WHAT TO DO: Show me each line of the listing below where the word "email" appears.

DATA EXCERPTS:

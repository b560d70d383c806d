// heimdall-service/src/utils/submission_storage.rs
use crate::models::{ServiceError, Submission, SubmissionKind};
use crate::utils::fs_utils;
use log::{error, info, warn};
use std::fs;

// Insert one submission row. Rows are immutable after this point.
pub fn insert_submission(kind: SubmissionKind, submission: &Submission) -> Result<(), ServiceError> {
    let dir = fs_utils::collection_dir(kind.collection());
    fs::create_dir_all(&dir).map_err(|e| {
        error!("Failed to create {} directory: {:?}", kind.collection(), e);
        ServiceError::Write(e.to_string())
    })?;

    let row_json = serde_json::to_string_pretty(submission).map_err(|e| {
        error!("Failed to serialize submission: {:?}", e);
        ServiceError::Write(e.to_string())
    })?;

    fs::write(dir.join(format!("{}.json", submission.id)), row_json).map_err(|e| {
        error!("Failed to save submission: {:?}", e);
        ServiceError::Write(e.to_string())
    })?;

    info!("✅ Saved {} row: {}", kind.collection(), submission.id);
    Ok(())
}

// All of a team's rows in one collection
pub fn find_submissions_for_team(
    kind: SubmissionKind,
    team_id: &str,
) -> Result<Vec<Submission>, ServiceError> {
    let dir = fs_utils::collection_dir(kind.collection());

    if !dir.exists() {
        return Ok(Vec::new());
    }

    let mut submissions = Vec::new();

    for entry_result in fs::read_dir(&dir).map_err(|e| {
        error!("Failed to read {} directory: {:?}", kind.collection(), e);
        ServiceError::InternalServerError
    })? {
        let entry = entry_result.map_err(|e| {
            error!("Failed to read directory entry: {:?}", e);
            ServiceError::InternalServerError
        })?;

        let path = entry.path();
        if path.is_file() && path.extension().map_or(false, |ext| ext == "json") {
            // A row deleted mid-scan is not an error
            let content = match fs::read_to_string(&path) {
                Ok(content) => content,
                Err(e) => {
                    warn!("Failed to read submission file: {:?}", e);
                    continue;
                }
            };

            let submission: Submission = match serde_json::from_str(&content) {
                Ok(submission) => submission,
                Err(e) => {
                    warn!("Failed to parse submission JSON: {:?}", e);
                    continue;
                }
            };

            if submission.team_id == team_id {
                submissions.push(submission);
            }
        }
    }

    Ok(submissions)
}

// Hard delete of one row by identifier. No soft-delete, no audit trail.
pub fn delete_submission(kind: SubmissionKind, id: &str) -> Result<bool, ServiceError> {
    let row_path = fs_utils::collection_dir(kind.collection()).join(format!("{}.json", id));

    if !row_path.exists() {
        return Ok(false);
    }

    fs::remove_file(&row_path).map_err(|e| {
        error!("Failed to delete submission file: {:?}", e);
        ServiceError::Write(e.to_string())
    })?;

    info!("✅ Deleted {} row: {}", kind.collection(), id);
    Ok(true)
}
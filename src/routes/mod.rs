// Route module exports
pub mod dashboard_routes;
pub mod file_routes;
pub mod submission_routes;
pub mod team_routes;
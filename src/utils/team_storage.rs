// heimdall-service/src/utils/team_storage.rs
use crate::models::{ServiceError, Team, TeamDetails};
use crate::utils::fs_utils;
use log::{error, info, warn};
use std::fs;

const TEAMS_COLLECTION: &str = "teams";

// Save a team row. Teams are provisioned by registration tooling; the
// service itself only reads them, but tests and ops scripts seed through
// this.
pub fn save_team(team: &Team) -> Result<(), ServiceError> {
    let dir = fs_utils::collection_dir(TEAMS_COLLECTION);
    fs::create_dir_all(&dir).map_err(|e| {
        error!("Failed to create teams directory: {:?}", e);
        ServiceError::InternalServerError
    })?;

    let team_path = dir.join(format!("{}.json", team.id));
    let team_json = serde_json::to_string_pretty(team).map_err(|e| {
        error!("Failed to serialize team: {:?}", e);
        ServiceError::InternalServerError
    })?;

    fs::write(&team_path, team_json).map_err(|e| {
        error!("Failed to save team: {:?}", e);
        ServiceError::InternalServerError
    })?;

    Ok(())
}

fn load_all_teams() -> Result<Vec<Team>, ServiceError> {
    let dir = fs_utils::collection_dir(TEAMS_COLLECTION);

    if !dir.exists() {
        return Ok(Vec::new());
    }

    let mut teams = Vec::new();

    for entry_result in fs::read_dir(&dir).map_err(|e| {
        error!("Failed to read teams directory: {:?}", e);
        ServiceError::InternalServerError
    })? {
        let entry = entry_result.map_err(|e| {
            error!("Failed to read directory entry: {:?}", e);
            ServiceError::InternalServerError
        })?;

        let path = entry.path();
        if path.is_file() && path.extension().map_or(false, |ext| ext == "json") {
            // A row deleted mid-scan is not an error
            let content = match fs::read_to_string(&path) {
                Ok(content) => content,
                Err(e) => {
                    warn!("Failed to read team file: {:?}", e);
                    continue;
                }
            };

            let team: Team = match serde_json::from_str(&content) {
                Ok(team) => team,
                Err(e) => {
                    warn!("Failed to parse team JSON: {:?}", e);
                    continue;
                }
            };

            teams.push(team);
        }
    }

    Ok(teams)
}

// Resolve the team a signed-in email belongs to. The teacher contact is
// checked across all teams before any member contact, and the first match
// wins; an email bound to more than one team is not detected.
pub fn find_team_for_email(email: &str) -> Result<Option<TeamDetails>, ServiceError> {
    info!("🔍 Fetching team details for: {}", email);

    let teams = load_all_teams()?;

    // First, check if the user is a teacher
    for team in &teams {
        if team.teacher_email == email {
            info!("✅ User is a TEACHER in team: {}", team.team_name);
            return Ok(Some(TeamDetails {
                team_id: team.id.clone(),
                team_name: team.team_name.clone(),
                author_name: team.teacher_name.clone(),
                category: team.category.clone(),
            }));
        }
    }

    // Then check team member contacts
    for team in &teams {
        if let Some(member) = team.team_members.iter().find(|m| m.parent_email == email) {
            info!("✅ User is a TEAM MEMBER in team: {}", team.team_name);
            return Ok(Some(TeamDetails {
                team_id: team.id.clone(),
                team_name: team.team_name.clone(),
                author_name: member.name.clone(),
                category: team.category.clone(),
            }));
        }
    }

    warn!("⚠️ No matching team found for user: {}", email);
    Ok(None)
}
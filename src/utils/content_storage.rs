// heimdall-service/src/utils/content_storage.rs
//
// Operator-authored content: stages and the material scoped to them.
// Everything here is read-only from the dashboard's point of view; the
// save functions exist for seeding.
use crate::models::{BugContent, MissionPack, ServiceError, Stage, StageUpdate};
use crate::utils::fs_utils;
use log::{error, warn};
use serde::de::DeserializeOwned;
use serde::Serialize;
use std::fs;

const STAGES_COLLECTION: &str = "stages";
const BUGS_COLLECTION: &str = "bugs";
const MISSION_PACKS_COLLECTION: &str = "mission_packs";
const UPDATES_COLLECTION: &str = "updates";

fn save_row<T: Serialize>(collection: &str, id: &str, row: &T) -> Result<(), ServiceError> {
    let dir = fs_utils::collection_dir(collection);
    fs::create_dir_all(&dir).map_err(|e| {
        error!("Failed to create {} directory: {:?}", collection, e);
        ServiceError::InternalServerError
    })?;

    let row_json = serde_json::to_string_pretty(row).map_err(|e| {
        error!("Failed to serialize {} row: {:?}", collection, e);
        ServiceError::InternalServerError
    })?;

    fs::write(dir.join(format!("{}.json", id)), row_json).map_err(|e| {
        error!("Failed to save {} row: {:?}", collection, e);
        ServiceError::InternalServerError
    })?;

    Ok(())
}

fn load_rows<T: DeserializeOwned>(collection: &str) -> Result<Vec<T>, ServiceError> {
    let dir = fs_utils::collection_dir(collection);

    if !dir.exists() {
        return Ok(Vec::new());
    }

    let mut rows = Vec::new();

    for entry_result in fs::read_dir(&dir).map_err(|e| {
        error!("Failed to read {} directory: {:?}", collection, e);
        ServiceError::InternalServerError
    })? {
        let entry = entry_result.map_err(|e| {
            error!("Failed to read directory entry: {:?}", e);
            ServiceError::InternalServerError
        })?;

        let path = entry.path();
        if path.is_file() && path.extension().map_or(false, |ext| ext == "json") {
            // A row deleted mid-scan is not an error
            let content = match fs::read_to_string(&path) {
                Ok(content) => content,
                Err(e) => {
                    warn!("Failed to read {} file: {:?}", collection, e);
                    continue;
                }
            };

            match serde_json::from_str(&content) {
                Ok(row) => rows.push(row),
                Err(e) => {
                    warn!("Failed to parse {} JSON: {:?}", collection, e);
                    continue;
                }
            }
        }
    }

    Ok(rows)
}

pub fn save_stage(stage: &Stage) -> Result<(), ServiceError> {
    save_row(STAGES_COLLECTION, &stage.stage_id, stage)
}

pub fn save_bug(bug: &BugContent) -> Result<(), ServiceError> {
    save_row(BUGS_COLLECTION, &bug.id, bug)
}

pub fn save_mission_pack(pack: &MissionPack) -> Result<(), ServiceError> {
    save_row(MISSION_PACKS_COLLECTION, &pack.id, pack)
}

pub fn save_update(update: &StageUpdate) -> Result<(), ServiceError> {
    save_row(UPDATES_COLLECTION, &update.id, update)
}

// Stage whose name matches a grouping name exactly
pub fn find_stage_by_name(stage_name: &str) -> Result<Option<Stage>, ServiceError> {
    let stages: Vec<Stage> = load_rows(STAGES_COLLECTION)?;
    Ok(stages.into_iter().find(|s| s.stage_name == stage_name))
}

// Stages for all of a team's grouping names
pub fn find_stages_in(stage_names: &[String]) -> Result<Vec<Stage>, ServiceError> {
    let stages: Vec<Stage> = load_rows(STAGES_COLLECTION)?;
    Ok(stages
        .into_iter()
        .filter(|s| stage_names.contains(&s.stage_name))
        .collect())
}

pub fn find_bug(
    stage_id: &str,
    bug_number: u32,
    category: &str,
) -> Result<Option<BugContent>, ServiceError> {
    let bugs: Vec<BugContent> = load_rows(BUGS_COLLECTION)?;
    Ok(bugs.into_iter().find(|b| {
        b.stage_id == stage_id && b.bug_number == bug_number && b.category == category
    }))
}

pub fn find_mission_pack(
    stage_id: &str,
    category: &str,
) -> Result<Option<MissionPack>, ServiceError> {
    let packs: Vec<MissionPack> = load_rows(MISSION_PACKS_COLLECTION)?;
    Ok(packs
        .into_iter()
        .find(|p| p.stage_id == stage_id && p.category == category))
}

pub fn find_updates_for_stages(
    stage_ids: &[String],
    category: &str,
) -> Result<Vec<StageUpdate>, ServiceError> {
    let updates: Vec<StageUpdate> = load_rows(UPDATES_COLLECTION)?;
    Ok(updates
        .into_iter()
        .filter(|u| stage_ids.contains(&u.stage_id) && u.category == category)
        .collect())
}
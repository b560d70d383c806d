// src/routes/file_routes.rs
// Public, unauthenticated surface: service banner and blob downloads.
use crate::utils::fs_utils;
use actix_web::{get, web, HttpResponse, Responder};
use std::fs;

// GET ROUTES
#[get("/")]
async fn index() -> impl Responder {
    HttpResponse::Ok().body("Welcome to the Heimdall submission service!")
}

// Serves stored blobs under the public base URL. Submission rows and
// content rows reference these URLs.
#[get("/public/{bucket}/{path:.*}")]
async fn get_blob(path: web::Path<(String, String)>) -> impl Responder {
    let (bucket, blob_path) = path.into_inner();

    // Directory escapes are not valid blob paths
    if blob_path.split('/').any(|segment| segment == "..") {
        return HttpResponse::NotFound().body("File not found");
    }

    let file_path = fs_utils::collection_dir("blobs").join(&bucket).join(&blob_path);

    match fs::read(&file_path) {
        Ok(bytes) => HttpResponse::Ok()
            .content_type("application/octet-stream")
            .body(bytes),
        Err(_) => HttpResponse::NotFound().body("File not found"),
    }
}

// Register routes function for easy import
pub fn init_routes(cfg: &mut web::ServiceConfig) {
    cfg.service(index).service(get_blob);
}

EXPECTED ANSWER:
// Resolve the team a signed-in email belongs to. The teacher contact is
// wins; an email bound to more than one team is not detected.
pub fn find_team_for_email(email: &str) -> Result<Option<TeamDetails>, ServiceError> {
    info!("🔍 Fetching team details for: {}", email);
        if team.teacher_email == email {
        if let Some(member) = team.team_members.iter().find(|m| m.parent_email == email) {
    warn!("⚠️ No matching team found for user: {}", email);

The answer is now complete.